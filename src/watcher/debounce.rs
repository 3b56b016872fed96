//! Per-file debounce state machine
//!
//! Pure bookkeeping: no timers, no filesystem. The driver feeds it events and
//! the current time and gets back the files that are due for reprocessing.
//!
//! ```text
//! Idle -> PendingChange -> Debouncing -> Reprocessing -> Idle
//!              ^               |              |
//!              +---- event ----+              +-- event or stale --> Debouncing
//! ```

use std::collections::HashMap;
use std::path::{Path, PathBuf};
use std::time::{Duration, Instant};

#[derive(Debug, Clone, Copy, PartialEq, Eq)]
pub enum FileState {
    Idle,
    /// Event seen at `at`; the quiet period has not been armed yet
    PendingChange { at: Instant },
    /// Quiet period running until `deadline`
    Debouncing { deadline: Instant },
    /// Pipeline in flight; `rerun` records a change that arrived meanwhile
    Reprocessing { rerun: bool },
}

#[derive(Debug)]
pub struct Debouncer {
    window: Duration,
    files: HashMap<PathBuf, FileState>,
}

impl Debouncer {
    pub fn new(window: Duration) -> Self {
        Self {
            window,
            files: HashMap::new(),
        }
    }

    pub fn window(&self) -> Duration {
        self.window
    }

    pub fn state(&self, path: &Path) -> FileState {
        self.files.get(path).copied().unwrap_or(FileState::Idle)
    }

    /// No file is waiting or in flight
    pub fn is_idle(&self) -> bool {
        self.files.is_empty()
    }

    /// A filesystem notification for `path`
    pub fn on_event(&mut self, path: &Path, now: Instant) {
        let next = match self.state(path) {
            FileState::Idle | FileState::PendingChange { .. } | FileState::Debouncing { .. } => {
                FileState::PendingChange { at: now }
            }
            FileState::Reprocessing { .. } => FileState::Reprocessing { rerun: true },
        };
        self.files.insert(path.to_path_buf(), next);
    }

    /// Arm pending files and return those whose quiet period has expired
    ///
    /// Returned files move to `Reprocessing`; they are not returned again
    /// until `on_complete` is called for them.
    pub fn tick(&mut self, now: Instant) -> Vec<PathBuf> {
        let mut due = Vec::new();
        for (path, state) in self.files.iter_mut() {
            if let FileState::PendingChange { at } = *state {
                *state = FileState::Debouncing {
                    deadline: at + self.window,
                };
            }
            if let FileState::Debouncing { deadline } = *state
                && deadline <= now
            {
                *state = FileState::Reprocessing { rerun: false };
                due.push(path.clone());
            }
        }
        due.sort();
        due
    }

    /// Reprocessing of `path` finished
    ///
    /// A change that arrived in flight, or a result discarded as stale,
    /// schedules exactly one more cycle.
    pub fn on_complete(&mut self, path: &Path, now: Instant, stale: bool) {
        match self.state(path) {
            FileState::Reprocessing { rerun } if rerun || stale => {
                self.files.insert(
                    path.to_path_buf(),
                    FileState::Debouncing {
                        deadline: now + self.window,
                    },
                );
            }
            FileState::Reprocessing { .. } => {
                self.files.remove(path);
            }
            _ => {}
        }
    }

    /// Earliest instant at which `tick` has work to hand out
    pub fn next_deadline(&self) -> Option<Instant> {
        self.files
            .values()
            .filter_map(|s| match s {
                FileState::PendingChange { at } => Some(*at + self.window),
                FileState::Debouncing { deadline } => Some(*deadline),
                _ => None,
            })
            .min()
    }
}

#[cfg(test)]
mod tests {
    use super::*;

    const WINDOW: Duration = Duration::from_millis(100);

    #[test]
    fn test_burst_yields_single_cycle() {
        let mut d = Debouncer::new(WINDOW);
        let path = Path::new("/specs/a.yml");
        let t0 = Instant::now();

        d.on_event(path, t0);
        assert!(d.tick(t0).is_empty());
        d.on_event(path, t0 + Duration::from_millis(30));
        assert!(d.tick(t0 + Duration::from_millis(30)).is_empty());
        d.on_event(path, t0 + Duration::from_millis(60));
        assert!(d.tick(t0 + Duration::from_millis(120)).is_empty());

        let due = d.tick(t0 + Duration::from_millis(160));
        assert_eq!(due, vec![path.to_path_buf()]);
        assert!(d.tick(t0 + Duration::from_secs(10)).is_empty());
    }

    #[test]
    fn test_event_during_reprocessing_coalesces() {
        let mut d = Debouncer::new(WINDOW);
        let path = Path::new("/specs/a.yml");
        let t0 = Instant::now();

        d.on_event(path, t0);
        d.tick(t0);
        assert_eq!(d.tick(t0 + WINDOW).len(), 1);

        d.on_event(path, t0 + WINDOW);
        d.on_event(path, t0 + WINDOW);
        assert_eq!(d.state(path), FileState::Reprocessing { rerun: true });

        let done = t0 + WINDOW * 2;
        d.on_complete(path, done, false);
        assert_eq!(d.state(path), FileState::Debouncing { deadline: done + WINDOW });
        assert_eq!(d.tick(done + WINDOW).len(), 1);
        d.on_complete(path, done + WINDOW, false);
        assert!(d.is_idle());
    }

    #[test]
    fn test_stale_result_retriggers() {
        let mut d = Debouncer::new(WINDOW);
        let path = Path::new("/specs/a.yml");
        let t0 = Instant::now();

        d.on_event(path, t0);
        d.tick(t0);
        d.tick(t0 + WINDOW);
        d.on_complete(path, t0 + WINDOW, true);
        assert!(matches!(d.state(path), FileState::Debouncing { .. }));
    }

    #[test]
    fn test_files_are_independent() {
        let mut d = Debouncer::new(WINDOW);
        let a = Path::new("/specs/a.yml");
        let b = Path::new("/specs/b.yml");
        let t0 = Instant::now();

        d.on_event(a, t0);
        d.on_event(b, t0 + Duration::from_millis(50));
        d.tick(t0 + Duration::from_millis(50));
        assert_eq!(d.next_deadline(), Some(t0 + WINDOW));
        assert_eq!(d.tick(t0 + WINDOW), vec![a.to_path_buf()]);
        assert_eq!(d.tick(t0 + Duration::from_millis(150)), vec![b.to_path_buf()]);
    }
}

------

Brief ▸ Look at the entries above. Then set all of them down again exactly.

Completed task ▸
filename src/watcher/debounce.rs
repository 3b56b016872fed96
//! Per-file debounce state machine
//!
//! Pure bookkeeping: no timers, no filesystem. The driver feeds it events and
//! the current time and gets back the files that are due for reprocessing.
//!
//! ```text
//! Idle -> PendingChange -> Debouncing -> Reprocessing -> Idle
//!              ^               |              |
//!              +---- event ----+              +-- event or stale --> Debouncing
//! ```

use std::collections::HashMap;
use std::path::{Path, PathBuf};
use std::time::{Duration, Instant};

#[derive(Debug, Clone, Copy, PartialEq, Eq)]
pub enum FileState {
    Idle,
    /// Event seen at `at`; the quiet period has not been armed yet
    PendingChange { at: Instant },
    /// Quiet period running until `deadline`
    Debouncing { deadline: Instant },
    /// Pipeline in flight; `rerun` records a change that arrived meanwhile
    Reprocessing { rerun: bool },
}

#[derive(Debug)]
pub struct Debouncer {
    window: Duration,
    files: HashMap<PathBuf, FileState>,
}

impl Debouncer {
    pub fn new(window: Duration) -> Self {
        Self {
            window,
            files: HashMap::new(),
        }
    }

    pub fn window(&self) -> Duration {
        self.window
    }

    pub fn state(&self, path: &Path) -> FileState {
        self.files.get(path).copied().unwrap_or(FileState::Idle)
    }

    /// No file is waiting or in flight
    pub fn is_idle(&self) -> bool {
        self.files.is_empty()
    }

    /// A filesystem notification for `path`
    pub fn on_event(&mut self, path: &Path, now: Instant) {
        let next = match self.state(path) {
            FileState::Idle | FileState::PendingChange { .. } | FileState::Debouncing { .. } => {
                FileState::PendingChange { at: now }
            }
            FileState::Reprocessing { .. } => FileState::Reprocessing { rerun: true },
        };
        self.files.insert(path.to_path_buf(), next);
    }

    /// Arm pending files and return those whose quiet period has expired
    ///
    /// Returned files move to `Reprocessing`; they are not returned again
    /// until `on_complete` is called for them.
    pub fn tick(&mut self, now: Instant) -> Vec<PathBuf> {
        let mut due = Vec::new();
        for (path, state) in self.files.iter_mut() {
            if let FileState::PendingChange { at } = *state {
                *state = FileState::Debouncing {
                    deadline: at + self.window,
                };
            }
            if let FileState::Debouncing { deadline } = *state
                && deadline <= now
            {
                *state = FileState::Reprocessing { rerun: false };
                due.push(path.clone());
            }
        }
        due.sort();
        due
    }

    /// Reprocessing of `path` finished
    ///
    /// A change that arrived in flight, or a result discarded as stale,
    /// schedules exactly one more cycle.
    pub fn on_complete(&mut self, path: &Path, now: Instant, stale: bool) {
        match self.state(path) {
            FileState::Reprocessing { rerun } if rerun || stale => {
                self.files.insert(
                    path.to_path_buf(),
                    FileState::Debouncing {
                        deadline: now + self.window,
                    },
                );
            }
            FileState::Reprocessing { .. } => {
                self.files.remove(path);
            }
            _ => {}
        }
    }

    /// Earliest instant at which `tick` has work to hand out
    pub fn next_deadline(&self) -> Option<Instant> {
        self.files
            .values()
            .filter_map(|s| match s {
                FileState::PendingChange { at } => Some(*at + self.window),
                FileState::Debouncing { deadline } => Some(*deadline),
                _ => None,
            })
            .min()
    }
}

#[cfg(test)]
mod tests {
    use super::*;

    const WINDOW: Duration = Duration::from_millis(100);

    #[test]
    fn test_burst_yields_single_cycle() {
        let mut d = Debouncer::new(WINDOW);
        let path = Path::new("/specs/a.yml");
        let t0 = Instant::now();

        d.on_event(path, t0);
        assert!(d.tick(t0).is_empty());
        d.on_event(path, t0 + Duration::from_millis(30));
        assert!(d.tick(t0 + Duration::from_millis(30)).is_empty());
        d.on_event(path, t0 + Duration::from_millis(60));
        assert!(d.tick(t0 + Duration::from_millis(120)).is_empty());

        let due = d.tick(t0 + Duration::from_millis(160));
        assert_eq!(due, vec![path.to_path_buf()]);
        assert!(d.tick(t0 + Duration::from_secs(10)).is_empty());
    }

    #[test]
    fn test_event_during_reprocessing_coalesces() {
        let mut d = Debouncer::new(WINDOW);
        let path = Path::new("/specs/a.yml");
        let t0 = Instant::now();

        d.on_event(path, t0);
        d.tick(t0);
        assert_eq!(d.tick(t0 + WINDOW).len(), 1);

        d.on_event(path, t0 + WINDOW);
        d.on_event(path, t0 + WINDOW);
        assert_eq!(d.state(path), FileState::Reprocessing { rerun: true });

        let done = t0 + WINDOW * 2;
        d.on_complete(path, done, false);
        assert_eq!(d.state(path), FileState::Debouncing { deadline: done + WINDOW });
        assert_eq!(d.tick(done + WINDOW).len(), 1);
        d.on_complete(path, done + WINDOW, false);
        assert!(d.is_idle());
    }

    #[test]
    fn test_stale_result_retriggers() {
        let mut d = Debouncer::new(WINDOW);
        let path = Path::new("/specs/a.yml");
        let t0 = Instant::now();

        d.on_event(path, t0);
        d.tick(t0);
        d.tick(t0 + WINDOW);
        d.on_complete(path, t0 + WINDOW, true);
        assert!(matches!(d.state(path), FileState::Debouncing { .. }));
    }

    #[test]
    fn test_files_are_independent() {
        let mut d = Debouncer::new(WINDOW);
        let a = Path::new("/specs/a.yml");
        let b = Path::new("/specs/b.yml");
        let t0 = Instant::now();

        d.on_event(a, t0);
        d.on_event(b, t0 + Duration::from_millis(50));
        d.tick(t0 + Duration::from_millis(50));
        assert_eq!(d.next_deadline(), Some(t0 + WINDOW));
        assert_eq!(d.tick(t0 + WINDOW), vec![a.to_path_buf()]);
        assert_eq!(d.tick(t0 + Duration::from_millis(150)), vec![b.to_path_buf()]);
    }
}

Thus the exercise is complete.